*** Given entries Section Begins ***
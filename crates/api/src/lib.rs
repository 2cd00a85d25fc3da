#![deny(missing_docs)]
//! Newsspool API contains the storage module traits and the basic types
//! required to define the api of those traits.
//!
//! If you want to use the newsspool engine itself, please see the
//! newsspool crate.

/// Boxed future type.
pub type BoxFut<'a, T> =
    std::pin::Pin<Box<dyn std::future::Future<Output = T> + Send + 'a>>;

pub(crate) mod serde_bytes_text {
    pub fn serialize<S>(
        b: &bytes::Bytes,
        serializer: S,
    ) -> Result<S::Ok, S::Error>
    where
        S: serde::Serializer,
    {
        serializer.serialize_str(&String::from_utf8_lossy(b))
    }

    pub fn deserialize<'de, D, T: From<bytes::Bytes>>(
        deserializer: D,
    ) -> Result<T, D::Error>
    where
        D: serde::Deserializer<'de>,
    {
        let s: String = serde::Deserialize::deserialize(deserializer)?;
        Ok(bytes::Bytes::from(s.into_bytes()).into())
    }
}

pub mod builder;
pub mod config;

mod error;
pub use error::*;

pub mod id;
pub use id::{GroupName, MessageId};

mod timestamp;
pub use timestamp::*;

mod token;
pub use token::*;

mod article;
pub use article::*;

pub mod storage;
pub use storage::*;

pub mod overview;
pub use overview::*;

pub mod history;
pub use history::*;

pub mod reverse_index;
pub use reverse_index::*;

pub mod catalog;
pub use catalog::*;
#![deny(missing_docs)]
//! The storage-and-indexing core of a usenet news server, after the INN
//! lineage: opaque storage tokens, a time-hashed article spool, the
//! overview, history, and reverse indexes, and the posting and expiry
//! pipelines that drive them.
//!
//! Open an engine by registering backends on a
//! [builder](newsspool_api::builder::Builder) (start from
//! [newsspool_core::default_builder]) and handing it to
//! [Spool::open](newsspool_core::Spool::open).

pub use newsspool_api as api;
pub use newsspool_core as engine;

pub use newsspool_core::{default_builder, Spool};
use super::*;
use crate::default_test_builder;
use crate::poster::{PostOutcome, Poster};
use crate::spool::Spool;
use newsspool_test_utils::article::simple_article;
use std::time::Duration;

async fn mem_spool() -> Spool {
    Spool::open(default_test_builder()).await.unwrap()
}

async fn init_groups(spool: &Spool, groups: &[&str]) {
    for g in groups {
        spool
            .overview()
            .init_group(GroupName::from(*g))
            .await
            .unwrap();
    }
}

fn expiring_poster(spool: &Spool, retention: Duration) -> Poster {
    Poster::new(
        spool.storage().clone(),
        spool.overview().clone(),
        spool.history().clone(),
        spool.reverse_index().clone(),
        Some(retention),
    )
}

async fn post(poster: &Poster, msgid: &str, groups: &str) -> Token {
    let art = simple_article(msgid, groups, "body\r\n");
    match poster.perform_post(b"", &art).await.unwrap() {
        PostOutcome::Accepted { token, .. } => token,
        other => panic!("expected acceptance, got {other:?}"),
    }
}

async fn assert_gone(spool: &Spool, msgid: &str, pairs: &[(&str, i64)]) {
    let mid = MessageId::from(msgid);
    assert!(spool.history().his_lookup(mid.clone()).await.is_err());
    assert!(spool.reverse_index().ri_lookup(mid).await.is_err());
    for (grp, num) in pairs {
        assert!(spool
            .overview()
            .fetch_one(GroupName::from(*grp), *num)
            .await
            .is_err());
    }
}

#[tokio::test]
async fn cancel_message_id_tears_down_every_index() {
    let spool = mem_spool().await;
    init_groups(&spool, &["comp.test", "alt.bin"]).await;
    let poster = spool.poster();
    let token = post(&poster, "<gone@x>", "comp.test, alt.bin").await;
    let keep = post(&poster, "<keep@x>", "comp.test").await;

    spool
        .expirer()
        .cancel_message_id(MessageId::from("<gone@x>"))
        .await
        .unwrap();

    assert_gone(&spool, "<gone@x>", &[("comp.test", 1), ("alt.bin", 1)])
        .await;
    assert!(spool
        .storage()
        .retrieve(token, RetrieveLevel::Stat)
        .await
        .is_err());

    // the other article is untouched
    assert!(spool
        .storage()
        .retrieve(keep, RetrieveLevel::Stat)
        .await
        .is_ok());
    assert!(spool
        .overview()
        .fetch_one(GroupName::from("comp.test"), 2)
        .await
        .is_ok());
}

#[tokio::test]
async fn cancel_group_num_resolves_the_id_first() {
    let spool = mem_spool().await;
    init_groups(&spool, &["comp.test", "alt.bin"]).await;
    let poster = spool.poster();
    let token = post(&poster, "<gn@x>", "comp.test, alt.bin").await;

    spool
        .expirer()
        .cancel_group_num(GroupName::from("comp.test"), 1)
        .await
        .unwrap();

    // the cancel reaches every filing, not just the named one
    assert_gone(&spool, "<gn@x>", &[("comp.test", 1), ("alt.bin", 1)]).await;
    assert!(spool
        .storage()
        .retrieve(token, RetrieveLevel::Stat)
        .await
        .is_err());

    assert!(matches!(
        spool
            .expirer()
            .cancel_group_num(GroupName::from("comp.test"), 1)
            .await,
        Err(NsError::NoEntry)
    ));
}

#[tokio::test]
async fn expire_process_only_takes_elapsed_articles() {
    let spool = mem_spool().await;
    init_groups(&spool, &["comp.test"]).await;
    let early = expiring_poster(&spool, Duration::from_secs(100));
    let late = expiring_poster(&spool, Duration::from_secs(1_000_000));

    let t1 = post(&early, "<early@x>", "comp.test").await;
    let t2 = post(&late, "<late@x>", "comp.test").await;

    let shutdown = AtomicBool::new(false);
    let count = spool
        .expirer()
        .expire_process(
            &shutdown,
            Timestamp::now() + Duration::from_secs(1000),
        )
        .await
        .unwrap();
    assert_eq!(1, count);

    assert_gone(&spool, "<early@x>", &[("comp.test", 1)]).await;
    assert!(spool
        .storage()
        .retrieve(t1, RetrieveLevel::Stat)
        .await
        .is_err());

    // the later article survived with its queue entry intact
    assert!(spool
        .storage()
        .retrieve(t2, RetrieveLevel::Stat)
        .await
        .is_ok());
    assert_eq!(
        1,
        spool
            .reverse_index()
            .ri_lookup(MessageId::from("<late@x>"))
            .await
            .unwrap()
            .num
    );

    // a second sweep finds nothing left
    let count = spool
        .expirer()
        .expire_process(
            &shutdown,
            Timestamp::now() + Duration::from_secs(1000),
        )
        .await
        .unwrap();
    assert_eq!(0, count);
}

#[tokio::test]
async fn shutdown_is_observed_between_articles() {
    let spool = mem_spool().await;
    init_groups(&spool, &["comp.test"]).await;
    let poster = expiring_poster(&spool, Duration::from_secs(1));
    for id in ["<s1@x>", "<s2@x>", "<s3@x>"] {
        post(&poster, id, "comp.test").await;
    }

    let shutdown = AtomicBool::new(true);
    let count = spool
        .expirer()
        .expire_process(
            &shutdown,
            Timestamp::now() + Duration::from_secs(100),
        )
        .await
        .unwrap();
    // the in-flight article is fully gone before the signal is honored
    assert_eq!(1, count);

    let shutdown = AtomicBool::new(false);
    let count = spool
        .expirer()
        .expire_process(
            &shutdown,
            Timestamp::now() + Duration::from_secs(100),
        )
        .await
        .unwrap();
    assert_eq!(2, count);
}

#[tokio::test]
async fn no_reverse_index_cannot_query() {
    let spool = mem_spool().await;
    let expirer = Expirer::new(
        spool.storage().clone(),
        spool.overview().clone(),
        spool.history().clone(),
        None,
    );
    let shutdown = AtomicBool::new(false);
    assert!(matches!(
        expirer.expire_process(&shutdown, Timestamp::now()).await,
        Err(NsError::CouldNotQuery)
    ));
}
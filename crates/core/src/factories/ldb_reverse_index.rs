//! The durable reverse index implementation provided by newsspool.
//!
//! The lineage triad, one [redb] database each: `<spool>/rildbm/` holds
//! the record map (msgid → group/number lines), `<spool>/rildbt/` the
//! expiry queue (expiry-key → msgid), `<spool>/rildbr/` the
//! back-reference (msgid → expiry-key).

use crate::codec;
use crate::factories::{
    store_err, SnapshotRiCursor, SnapshotRiExpiryCursor,
};
use newsspool_api::builder::Builder;
use newsspool_api::config::{Config, SpoolConfig};
use newsspool_api::*;
use redb::{Database, TableDefinition};
use std::path::Path;
use std::sync::Arc;


const RI_TABLE: TableDefinition<&[u8], &[u8]> = TableDefinition::new("ri");

/// The durable reverse index implementation provided by newsspool.
#[derive(Debug)]
pub struct LdbReverseIndexFactory {}

impl LdbReverseIndexFactory {
    /// Construct a new LdbReverseIndexFactory.
    pub fn create() -> DynReverseIndexFactory {
        let out: DynReverseIndexFactory = Arc::new(LdbReverseIndexFactory {});
        out
    }
}

impl ReverseIndexFactory for LdbReverseIndexFactory {
    fn default_config(&self, _config: &mut Config) -> NsResult<()> {
        Ok(())
    }

    fn create(
        &self,
        builder: Arc<Builder>,
    ) -> BoxFut<'static, NsResult<DynReverseIndex>> {
        Box::pin(async move {
            let spool: SpoolConfig =
                builder.config.get_module_config(SpoolConfig::MODULE)?;
            let store = LdbReverseIndex::open(Path::new(&spool.spool))?;
            let out: DynReverseIndex = Arc::new(store);
            Ok(out)
        })
    }
}

#[derive(Debug)]
struct Dbs {
    mdb: Database,
    tdb: Database,
    rdb: Database,
}

fn open_one(dir: &Path) -> NsResult<Database> {
    std::fs::create_dir_all(dir)?;
    let db = Database::create(dir.join("ri.redb")).map_err(store_err)?;
    let w = db.begin_write().map_err(store_err)?;
    w.open_table(RI_TABLE).map_err(store_err)?;
    w.commit().map_err(store_err)?;
    Ok(db)
}

fn put(db: &Database, key: &[u8], value: &[u8]) -> NsResult<()> {
    let w = db.begin_write().map_err(store_err)?;
    {
        let mut t = w.open_table(RI_TABLE).map_err(store_err)?;
        t.insert(key, value).map_err(store_err)?;
    }
    w.commit().map_err(store_err)
}

fn get(db: &Database, key: &[u8]) -> NsResult<Option<Vec<u8>>> {
    let r = db.begin_read().map_err(store_err)?;
    let t = r.open_table(RI_TABLE).map_err(store_err)?;
    Ok(t.get(key).map_err(store_err)?.map(|v| v.value().to_vec()))
}

fn remove(db: &Database, key: &[u8]) -> NsResult<()> {
    let w = db.begin_write().map_err(store_err)?;
    {
        let mut t = w.open_table(RI_TABLE).map_err(store_err)?;
        t.remove(key).map_err(store_err)?;
    }
    w.commit().map_err(store_err)
}

#[derive(Debug)]
pub(crate) struct LdbReverseIndex {
    dbs: Arc<Dbs>,
}

impl LdbReverseIndex {
    pub(crate) fn open(spool: &Path) -> NsResult<Self> {
        Ok(Self {
            dbs: Arc::new(Dbs {
                mdb: open_one(&spool.join("rildbm"))?,
                tdb: open_one(&spool.join("rildbt"))?,
                rdb: open_one(&spool.join("rildbr"))?,
            }),
        })
    }
}

struct LdbRiWriter {
    dbs: Arc<Dbs>,
    msgid: MessageId,
    buf: Vec<u8>,
}

impl RiWriter for LdbRiWriter {
    fn ri_write(
        &mut self,
        md: ArticleMd,
        rie: RiElement,
    ) -> BoxFut<'_, NsResult<()>> {
        Box::pin(async move {
            if let Some(expires) = md.expires {
                let key = codec::expiry_key(expires, &self.msgid);
                put(&self.dbs.tdb, &key, &self.msgid)?;
                put(&self.dbs.rdb, &self.msgid, &key)?;
            }
            codec::mdb_push_line(&mut self.buf, &rie);
            Ok(())
        })
    }

    fn ri_write_more(
        &mut self,
        _md: ArticleMd,
        rie: RiElement,
    ) -> BoxFut<'_, NsResult<()>> {
        Box::pin(async move {
            codec::mdb_push_line(&mut self.buf, &rie);
            Ok(())
        })
    }

    fn ri_commit(self: Box<Self>) -> BoxFut<'static, NsResult<()>> {
        Box::pin(async move {
            let this = *self;
            put(&this.dbs.mdb, &this.msgid, &this.buf)
        })
    }
}

impl ReverseIndex for LdbReverseIndex {
    fn ri_begin(
        &self,
        msgid: MessageId,
    ) -> BoxFut<'_, NsResult<Box<dyn RiWriter>>> {
        Box::pin(async move {
            let out: Box<dyn RiWriter> = Box::new(LdbRiWriter {
                dbs: self.dbs.clone(),
                msgid,
                buf: Vec::new(),
            });
            Ok(out)
        })
    }

    fn ri_lookup(&self, msgid: MessageId) -> BoxFut<'_, NsResult<RiElement>> {
        Box::pin(async move {
            let blob = get(&self.dbs.mdb, &msgid)?.ok_or(NsError::NoEntry)?;
            codec::mdb_lines(&blob).next().ok_or(NsError::NoEntry)
        })
    }

    fn ri_lookup_all(
        &self,
        msgid: MessageId,
    ) -> BoxFut<'_, NsResult<Box<dyn RiCursor>>> {
        Box::pin(async move {
            let blob = get(&self.dbs.mdb, &msgid)?.ok_or(NsError::NoEntry)?;
            let out: Box<dyn RiCursor> = Box::new(SnapshotRiCursor::new(
                codec::mdb_lines(&blob).collect(),
            ));
            Ok(out)
        })
    }

    fn ri_query_expired(
        &self,
        now: Timestamp,
    ) -> BoxFut<'_, NsResult<Box<dyn RiExpiryCursor>>> {
        Box::pin(async move {
            let end = codec::expiry_scan_end(now);
            let r = self.dbs.tdb.begin_read().map_err(store_err)?;
            let t = r.open_table(RI_TABLE).map_err(store_err)?;
            let mut msgids = Vec::new();
            for entry in t.range(..end.as_slice()).map_err(store_err)? {
                let (_, v) = entry.map_err(store_err)?;
                msgids.push(MessageId::from(bytes::Bytes::copy_from_slice(
                    v.value(),
                )));
            }
            // iterate in reverse so every msgid terminator follows its
            // group entries in a consistent walk order
            msgids.reverse();
            let mut items = Vec::with_capacity(msgids.len());
            for mid in msgids {
                let blob = get(&self.dbs.mdb, &mid)?;
                items.push((mid, blob));
            }
            let out: Box<dyn RiExpiryCursor> =
                Box::new(SnapshotRiExpiryCursor::new(items));
            Ok(out)
        })
    }

    fn ri_expire(&self, msgid: MessageId) -> BoxFut<'_, NsResult<()>> {
        Box::pin(async move {
            remove(&self.dbs.mdb, &msgid)?;
            if let Some(key) = get(&self.dbs.rdb, &msgid)? {
                remove(&self.dbs.tdb, &key)?;
                remove(&self.dbs.rdb, &msgid)?;
            }
            Ok(())
        })
    }
}
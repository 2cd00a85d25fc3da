//! Striped per-group locking.

use crate::codec::fnv1a_64;
use tokio::sync::{Mutex, MutexGuard};

const STRIPES: usize = 1 << 12;

/// A striped group-lock table.
///
/// Overview writes for a given group serialize on the stripe the group
/// name hashes to; the stripe is held across the sentinel
/// read-modify-write window. Reads take no stripe.
pub struct GroupLocks {
    locks: Vec<Mutex<()>>,
}

impl std::fmt::Debug for GroupLocks {
    fn fmt(&self, f: &mut std::fmt::Formatter<'_>) -> std::fmt::Result {
        f.debug_struct("GroupLocks")
            .field("stripes", &self.locks.len())
            .finish()
    }
}

impl Default for GroupLocks {
    fn default() -> Self {
        Self {
            locks: (0..STRIPES).map(|_| Mutex::new(())).collect(),
        }
    }
}

impl GroupLocks {
    /// Acquire the stripe covering `grp`.
    pub async fn lock(&self, grp: &[u8]) -> MutexGuard<'_, ()> {
        let i = (fnv1a_64(grp) as usize) & (STRIPES - 1);
        self.locks[i].lock().await
    }
}

#[cfg(test)]
mod test {
    use super::*;

    #[tokio::test]
    async fn same_group_same_stripe() {
        let locks = GroupLocks::default();
        let g1 = locks.lock(b"comp.test").await;
        // a different group may share the stripe, but the same group must
        let held = locks.locks
            [(fnv1a_64(b"comp.test") as usize) & (STRIPES - 1)]
        .try_lock();
        assert!(held.is_err());
        drop(g1);
        let g2 = locks.lock(b"comp.test").await;
        drop(g2);
    }
}
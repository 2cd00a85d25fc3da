/// Newsspool timestamp.
///
/// Internally i64 nanoseconds from unix epoch. Nanosecond resolution is
/// what the reverse-index expiry queue keys on, so it is the resolution
/// carried everywhere.
#[derive(
    Debug,
    Clone,
    Copy,
    PartialEq,
    Eq,
    PartialOrd,
    Ord,
    Hash,
    serde::Serialize,
    serde::Deserialize,
)]
#[serde(transparent)]
pub struct Timestamp(i64);

impl Timestamp {
    /// Construct a new timestamp of "now".
    pub fn now() -> Self {
        std::time::SystemTime::now().into()
    }

    /// Construct a timestamp from i64 nanoseconds since unix epoch.
    pub fn from_nanos(nanos: i64) -> Self {
        Self(nanos)
    }

    /// Construct a timestamp from i64 seconds since unix epoch.
    pub fn from_unix_secs(secs: i64) -> Self {
        Self(secs.saturating_mul(1_000_000_000))
    }

    /// Get the i64 nanoseconds since unix epoch.
    pub fn as_nanos(&self) -> i64 {
        self.0
    }

    /// Get the i64 seconds since unix epoch, truncating.
    pub fn as_unix_secs(&self) -> i64 {
        self.0.div_euclid(1_000_000_000)
    }
}

impl std::ops::Add<std::time::Duration> for Timestamp {
    type Output = Timestamp;

    fn add(self, rhs: std::time::Duration) -> Self::Output {
        Timestamp(self.0.saturating_add(rhs.as_nanos() as i64))
    }
}

impl std::ops::Sub<std::time::Duration> for Timestamp {
    type Output = Timestamp;

    fn sub(self, rhs: std::time::Duration) -> Self::Output {
        Timestamp(self.0.saturating_sub(rhs.as_nanos() as i64))
    }
}

impl From<std::time::SystemTime> for Timestamp {
    fn from(t: std::time::SystemTime) -> Self {
        match t.duration_since(std::time::SystemTime::UNIX_EPOCH) {
            Ok(d) => Self(d.as_nanos() as i64),
            Err(e) => Self(-(e.duration().as_nanos() as i64)),
        }
    }
}

impl From<Timestamp> for std::time::SystemTime {
    fn from(t: Timestamp) -> Self {
        if t.0 >= 0 {
            std::time::SystemTime::UNIX_EPOCH
                + std::time::Duration::from_nanos(t.0 as u64)
        } else {
            std::time::SystemTime::UNIX_EPOCH
                - std::time::Duration::from_nanos(t.0.unsigned_abs())
        }
    }
}

#[cfg(test)]
mod test {
    use super::*;

    #[test]
    fn unix_secs_round_trip() {
        let t = Timestamp::from_unix_secs(1_600_000_000);
        assert_eq!(1_600_000_000, t.as_unix_secs());
        assert_eq!(1_600_000_000_000_000_000, t.as_nanos());
    }

    #[test]
    fn duration_arithmetic() {
        let t = Timestamp::from_unix_secs(100);
        let u = t + std::time::Duration::from_secs(5);
        assert_eq!(105, u.as_unix_secs());
        let v = u - std::time::Duration::from_secs(10);
        assert_eq!(95, v.as_unix_secs());
    }

    #[test]
    fn system_time_round_trip() {
        let t = Timestamp::from_unix_secs(1_700_000_000);
        let st: std::time::SystemTime = t.into();
        let u: Timestamp = st.into();
        assert_eq!(t, u);
    }

    #[test]
    fn ordering_is_chronological() {
        assert!(Timestamp::from_nanos(1) < Timestamp::from_nanos(2));
        assert!(Timestamp::from_unix_secs(-1) < Timestamp::from_unix_secs(0));
    }
}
*** Given entries Section Ends ***
• **Work order**: Extract from the records above the lines from the one containing "fn add(self, rhs: std::time::Duration)" to the one containing "Ok(d) => Self(d.as_nanos()", both lines included, exactly as they appear and with nothing else.

• **Result below**:
    fn add(self, rhs: std::time::Duration) -> Self::Output {
        Timestamp(self.0.saturating_add(rhs.as_nanos() as i64))
    }
}

impl std::ops::Sub<std::time::Duration> for Timestamp {
    type Output = Timestamp;

    fn sub(self, rhs: std::time::Duration) -> Self::Output {
        Timestamp(self.0.saturating_sub(rhs.as_nanos() as i64))
    }
}

impl From<std::time::SystemTime> for Timestamp {
    fn from(t: std::time::SystemTime) -> Self {
        match t.duration_since(std::time::SystemTime::UNIX_EPOCH) {
            Ok(d) => Self(d.as_nanos() as i64),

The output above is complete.